Magawa, the landmine detection rat who was awarded a gold medal for his bravery, has died aged eight.
The African giant pouched rat was trained to sniff out chemical compounds in explosives across Cambodia and went on to have an illustrious five-year career which saw him uncover more than 100 of the devices.
APOPO, a Belgium-registered charity based in Tanzania that trained the 1.2kg rodent, confirmed on Tuesday that Magawa had passed away "peacefully" at the weekend of natural causes.
"Magawa was in good health and spent most of last week playing with his usual enthusiasm, but towards the weekend he started to slow down, napping more and showing less interest in food in his last days," the charity said in a statement.

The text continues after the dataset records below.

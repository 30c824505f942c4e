//! Integration tests for the supportintel library.
//!
//! Most tests drive `ChatSession` through a scripted in-memory backend. The live test requires
//! an API key in the environment to run.

#[cfg(test)]
mod tests {
    use std::collections::VecDeque;
    use std::sync::{Arc, Mutex};

    use futures::stream;
    use tokio_test::{assert_err, assert_ok};

    use supportintel::chat::{ChatConfig, ChatSession, Renderer, TurnOutcome};
    use supportintel::{
        Attachment, Category, ChatBackend, ChatMessage, ContentPart, Error, ImageMediaType,
        Model, OpenRouter, Result, Role, TextStream, TurnContent,
    };

    enum Script {
        Deltas(Vec<Result<String>>),
        Refuse(Error),
        Hang,
    }

    #[derive(Clone, Default)]
    struct ScriptedBackend {
        scripts: Arc<Mutex<VecDeque<Script>>>,
        requests: Arc<Mutex<Vec<(Model, Vec<ChatMessage>)>>>,
    }

    impl ScriptedBackend {
        fn push(&self, script: Script) -> &Self {
            self.scripts.lock().unwrap().push_back(script);
            self
        }

        fn reply(&self, deltas: &[&str]) -> &Self {
            self.push(Script::Deltas(
                deltas.iter().map(|d| Ok(d.to_string())).collect(),
            ))
        }

        fn requests(&self) -> Vec<(Model, Vec<ChatMessage>)> {
            self.requests.lock().unwrap().clone()
        }
    }

    #[async_trait::async_trait]
    impl ChatBackend for ScriptedBackend {
        async fn stream_text(
            &self,
            model: &Model,
            messages: Vec<ChatMessage>,
        ) -> Result<TextStream> {
            self.requests
                .lock()
                .unwrap()
                .push((model.clone(), messages));
            let script = self
                .scripts
                .lock()
                .unwrap()
                .pop_front()
                .unwrap_or(Script::Deltas(Vec::new()));
            match script {
                Script::Deltas(items) => Ok(Box::pin(stream::iter(items))),
                Script::Refuse(err) => Err(err),
                Script::Hang => futures::future::pending().await,
            }
        }
    }

    #[derive(Default)]
    struct RecordingRenderer {
        placeholders: usize,
        text: String,
        warnings: Vec<String>,
        errors: Vec<String>,
        interrupted: bool,
        interrupt_after_text: bool,
        interrupt_requested: bool,
    }

    impl Renderer for RecordingRenderer {
        fn print_placeholder(&mut self) {
            self.placeholders += 1;
        }

        fn clear_placeholder(&mut self) {}

        fn print_text(&mut self, text: &str) {
            self.text.push_str(text);
            if self.interrupt_after_text {
                self.interrupt_requested = true;
            }
        }

        fn print_warning(&mut self, warning: &str) {
            self.warnings.push(warning.to_string());
        }

        fn print_error(&mut self, error: &str) {
            self.errors.push(error.to_string());
        }

        fn print_info(&mut self, _: &str) {}

        fn finish_response(&mut self) {}

        fn print_interrupted(&mut self) {
            self.interrupted = true;
        }

        fn should_interrupt(&self) -> bool {
            self.interrupt_requested
        }
    }

    fn session(backend: &ScriptedBackend) -> ChatSession<ScriptedBackend> {
        ChatSession::new(backend.clone(), ChatConfig::default())
    }

    #[tokio::test]
    async fn successful_submissions_alternate_roles() {
        let backend = ScriptedBackend::default();
        let mut chat = session(&backend);
        let mut renderer = RecordingRenderer::default();
        let prompts = ["fan is grinding", "it is a ThinkPad T14", "thanks"];
        for (i, prompt) in prompts.iter().enumerate() {
            backend.reply(&["answer ", i.to_string().as_str()]);
            let outcome = chat.submit(prompt, &mut renderer).await;
            assert!(outcome.is_completed());
        }

        let history = chat.history();
        assert_eq!(history.len(), 2 * prompts.len());
        for (i, pair) in history.chunks(2).enumerate() {
            assert_eq!(pair[0].role, Role::User);
            assert_eq!(pair[0].content.as_text(), prompts[i]);
            assert_eq!(pair[1].role, Role::Assistant);
            assert_eq!(pair[1].content.as_text(), format!("answer {i}"));
        }
        assert_eq!(renderer.placeholders, prompts.len());
    }

    #[tokio::test]
    async fn deltas_accumulate_into_one_turn() {
        let backend = ScriptedBackend::default();
        backend.reply(&["Hel", "lo", " world"]);
        let mut chat = session(&backend);
        let mut renderer = RecordingRenderer::default();

        let outcome = chat.submit("ping", &mut renderer).await;
        assert_eq!(outcome.text(), Some("Hello world"));
        assert_eq!(renderer.text, "Hello world");
        assert_eq!(chat.history().len(), 2);
        let last = chat.history().last().unwrap();
        assert_eq!(last.role, Role::Assistant);
        assert_eq!(last.content, TurnContent::Text("Hello world".to_string()));
    }

    #[tokio::test]
    async fn empty_stream_surfaces_empty_response() {
        let backend = ScriptedBackend::default();
        backend.reply(&[]);
        let mut chat = session(&backend);
        let mut renderer = RecordingRenderer::default();

        let outcome = chat.submit("anyone there?", &mut renderer).await;
        assert!(matches!(outcome, TurnOutcome::EmptyResponse(_)));
        let err = outcome.error().unwrap();
        assert!(err.is_empty_response());
        assert!(err.is_recoverable());
        assert!(err.to_string().contains(chat.model().as_str()));
        assert_eq!(chat.history().len(), 1);
        assert_eq!(chat.history()[0].role, Role::User);
        assert_eq!(renderer.warnings.len(), 1);
        assert!(renderer.warnings[0].contains("empty response"));
        assert_eq!(chat.stats().empty_responses, 1);
    }

    #[tokio::test]
    async fn empty_deltas_count_as_empty_response() {
        let backend = ScriptedBackend::default();
        backend.reply(&["", ""]);
        let mut chat = session(&backend);
        let outcome = chat
            .submit("hello", &mut RecordingRenderer::default())
            .await;
        assert!(matches!(outcome, TurnOutcome::EmptyResponse(Error::EmptyResponse { .. })));
        assert_eq!(chat.history().len(), 1);
    }

    #[tokio::test]
    async fn transport_error_appends_no_assistant_turn() {
        let backend = ScriptedBackend::default();
        backend.push(Script::Deltas(vec![
            Ok("Try reseating the".to_string()),
            Err(Error::streaming("connection reset by peer", None)),
        ]));
        let mut chat = session(&backend);
        let mut renderer = RecordingRenderer::default();

        let outcome = chat.submit("monitor flickers", &mut renderer).await;
        assert!(matches!(outcome, TurnOutcome::Failed(Error::Streaming { .. })));
        assert_eq!(chat.history().len(), 1);
        assert_eq!(chat.history()[0].role, Role::User);
        assert_eq!(renderer.errors.len(), 1);
        assert!(renderer.errors[0].starts_with("⚠️ Connection Error: "));
        assert!(renderer.errors[0].contains("connection reset by peer"));
    }

    #[tokio::test]
    async fn refused_request_is_recoverable() {
        let backend = ScriptedBackend::default();
        backend.push(Script::Refuse(Error::rate_limit("slow down", Some(5))));
        backend.reply(&["ok"]);
        let mut chat = session(&backend);
        let mut renderer = RecordingRenderer::default();

        let first = chat.submit("first", &mut renderer).await;
        assert!(first.error().is_some_and(Error::is_rate_limit));
        let second = chat.submit("second", &mut renderer).await;
        assert!(second.is_completed());

        let roles: Vec<Role> = chat.history().iter().map(|t| t.role).collect();
        assert_eq!(roles, vec![Role::User, Role::User, Role::Assistant]);
        let stats = chat.stats();
        assert_eq!(stats.failures, 1);
        assert_eq!(stats.completed, 1);
        assert_eq!(stats.total_requests, 2);
    }

    #[tokio::test]
    async fn interrupt_discards_partial_text() {
        let backend = ScriptedBackend::default();
        backend.reply(&["partial ", "never shown"]);
        let mut chat = session(&backend);
        let mut renderer = RecordingRenderer {
            interrupt_after_text: true,
            ..RecordingRenderer::default()
        };

        let outcome = chat.submit("long answer please", &mut renderer).await;
        assert!(matches!(outcome, TurnOutcome::Interrupted(_)));
        assert!(outcome.error().is_some_and(Error::is_abort));
        assert!(renderer.interrupted);
        assert_eq!(renderer.text, "partial ");
        assert_eq!(chat.history().len(), 1);
        assert_eq!(chat.stats().interrupts, 1);
    }

    #[tokio::test(start_paused = true)]
    async fn interrupt_while_waiting_for_response() {
        let backend = ScriptedBackend::default();
        backend.push(Script::Hang);
        backend.reply(&["back online"]);
        let mut chat = session(&backend);
        let mut renderer = RecordingRenderer {
            interrupt_requested: true,
            ..RecordingRenderer::default()
        };

        let outcome = chat.submit("is the VPN down?", &mut renderer).await;
        assert!(matches!(outcome, TurnOutcome::Interrupted(Error::Abort { .. })));
        assert!(renderer.interrupted);
        assert_eq!(renderer.placeholders, 1);
        assert!(renderer.text.is_empty());
        assert_eq!(chat.history().len(), 1);
        assert_eq!(chat.history()[0].role, Role::User);
        assert_eq!(chat.stats().interrupts, 1);

        renderer.interrupt_requested = false;
        renderer.interrupted = false;
        let next = chat.submit("still there?", &mut renderer).await;
        assert_eq!(next.text(), Some("back online"));
        assert_eq!(chat.history().len(), 3);
    }

    #[tokio::test]
    async fn payload_has_single_leading_system_entry() {
        let backend = ScriptedBackend::default();
        let mut chat = session(&backend);
        let mut renderer = RecordingRenderer::default();
        for i in 0..5 {
            backend.reply(&["reply"]);
            chat.submit(&format!("message {i}"), &mut renderer).await;
        }

        for (_, messages) in backend.requests() {
            assert_eq!(messages[0].role, Role::System);
            assert_eq!(
                messages.iter().filter(|m| m.role == Role::System).count(),
                1
            );
            assert!(messages.len() <= 1 + 4);
            assert_eq!(messages.last().unwrap().role, Role::User);
        }
        let (_, last) = backend.requests().pop().unwrap();
        assert_eq!(last.last().unwrap().content.as_text(), "message 4");
    }

    #[tokio::test]
    async fn category_switch_only_changes_system_text() {
        let backend = ScriptedBackend::default();
        let mut chat = session(&backend);
        let mut renderer = RecordingRenderer::default();

        backend.reply(&["first reply"]);
        chat.submit("card was charged twice", &mut renderer).await;
        let advisory = chat.set_category(Category::BillingAccount);
        assert!(advisory.is_some_and(|a| a.contains("FINANCE MODE")));
        backend.reply(&["second reply"]);
        chat.submit("any update?", &mut renderer).await;

        let requests = backend.requests();
        let first_system = requests[0].1[0].content.as_text();
        let second_system = requests[1].1[0].content.as_text();
        assert!(first_system.contains("CURRENT TICKET CATEGORY: Hardware Failure"));
        assert!(second_system.contains("CURRENT TICKET CATEGORY: Billing & Account"));
        assert_eq!(requests[1].1.len(), 4);
        assert_eq!(chat.history().len(), 4);
        assert!(chat.history().iter().all(|t| t.role != Role::System));
    }

    #[tokio::test]
    async fn attachment_goes_out_once_and_is_not_stored() {
        let backend = ScriptedBackend::default();
        let mut chat = session(&backend);
        let mut renderer = RecordingRenderer::default();
        chat.set_attachment(Some(Attachment::from_bytes(
            vec![0x89, b'P', b'N', b'G'],
            ImageMediaType::Png,
        )));

        backend.reply(&["I can see the error dialog."]);
        chat.submit("T", &mut renderer).await;
        backend.reply(&["Follow-up."]);
        chat.submit("and now?", &mut renderer).await;

        let requests = backend.requests();
        let first = requests[0].1.last().unwrap();
        assert_eq!(first.role, Role::User);
        let TurnContent::Parts(parts) = &first.content else {
            panic!("expected structured content");
        };
        assert_eq!(parts.len(), 2);
        assert_eq!(parts[0], ContentPart::text("T"));
        let ContentPart::ImageUrl { image_url } = &parts[1] else {
            panic!("expected image part");
        };
        assert!(image_url.url.starts_with("data:image/png;base64,"));
        assert_eq!(
            requests[0]
                .1
                .iter()
                .filter(|m| m.role == Role::User)
                .count(),
            1
        );

        let second = &requests[1].1;
        assert!(second.iter().all(|m| m.content.image_count() == 0));
        assert!(chat.history().iter().all(|t| t.content.image_count() == 0));
        assert_eq!(chat.history()[0].content.as_text(), "T");
        assert!(chat.pending_attachment().is_none());
    }

    #[tokio::test]
    async fn default_model_is_first_catalog_entry() {
        let backend = ScriptedBackend::default();
        backend.reply(&["ok"]);
        let config = ChatConfig::default().with_catalog(supportintel::ModelCatalog::new([
            "m1", "m2", "m3",
        ]));
        let mut chat = ChatSession::new(backend.clone(), config);
        chat.submit("hi", &mut RecordingRenderer::default()).await;
        assert_eq!(backend.requests()[0].0, Model::new("m1"));

        assert_ok!(chat.select_model("3"));
        assert_err!(chat.select_model("4"));
        backend.reply(&["ok"]);
        chat.submit("again", &mut RecordingRenderer::default()).await;
        assert_eq!(backend.requests()[1].0, Model::new("m3"));
    }

    #[tokio::test]
    async fn new_session_starts_empty() {
        let backend = ScriptedBackend::default();
        backend.reply(&["one"]);
        let mut chat = session(&backend);
        chat.submit("first", &mut RecordingRenderer::default()).await;
        chat.new_session();
        assert!(chat.history().is_empty());

        backend.reply(&["two"]);
        chat.submit("second", &mut RecordingRenderer::default()).await;
        let (_, messages) = backend.requests().pop().unwrap();
        assert_eq!(messages.len(), 2);
    }

    #[tokio::test]
    async fn test_streaming_response() {
        // This test requires OPENROUTER_API_KEY to be set
        let api_key = std::env::var("OPENROUTER_API_KEY").ok();
        if api_key.is_none() {
            eprintln!("Skipping test: OPENROUTER_API_KEY not set");
            return;
        }

        let client = OpenRouter::new(api_key).expect("Failed to create client");
        let mut chat = ChatSession::new(client, ChatConfig::default().without_color());
        let outcome = chat
            .submit(
                "Reply with one short sentence about restarting a router.",
                &mut RecordingRenderer::default(),
            )
            .await;
        assert!(
            !matches!(outcome, TurnOutcome::Interrupted(_)),
            "Live request should not be interrupted"
        );
    }
}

"Magawa had recently celebrated his birthday in November, reaching the grand old age of 8."
Bred in Tanzania in 2013, the giant pouched rodent became the charity’s most successful hero rat, having cleared more than 141,000 square metres of land – the equivalent of 20 football pitches.
In September 2020, ITV News Correspondent Martha Fairlie reported on the incredible work of the landmine-sniffing hero rat
He was able to alert human handlers about the mines so they could be safely removed in Cambodia, where there is believed to be up to six million landmines.
"Every discovery he made reduced the risk of injury or death for the people of Cambodia," said APOPO, which has been raising animals to detect landmines and tuberculosis since the 1990s.
In 2020, Magawa was formally recognised for his "life-saving devotion to duty" as he was presented with a miniature PDSA Gold Medal, the animal equivalent of the George Cross.
It was the first rat in the charity’s 77-year history to receive such an award.
Magawa was able to search the area of a tennis court in 30 minutes, something that would take a human with a metal detector up to four days.
The rats - which had to undertake a years worth of training before being certified - work for around half an hour a day, in the early morning. Once they detect a landmine, they scratch the top, which alerts their human handlers.
Following years of valiant service, Magawa retired last June, after "slowing down" as he approached old age.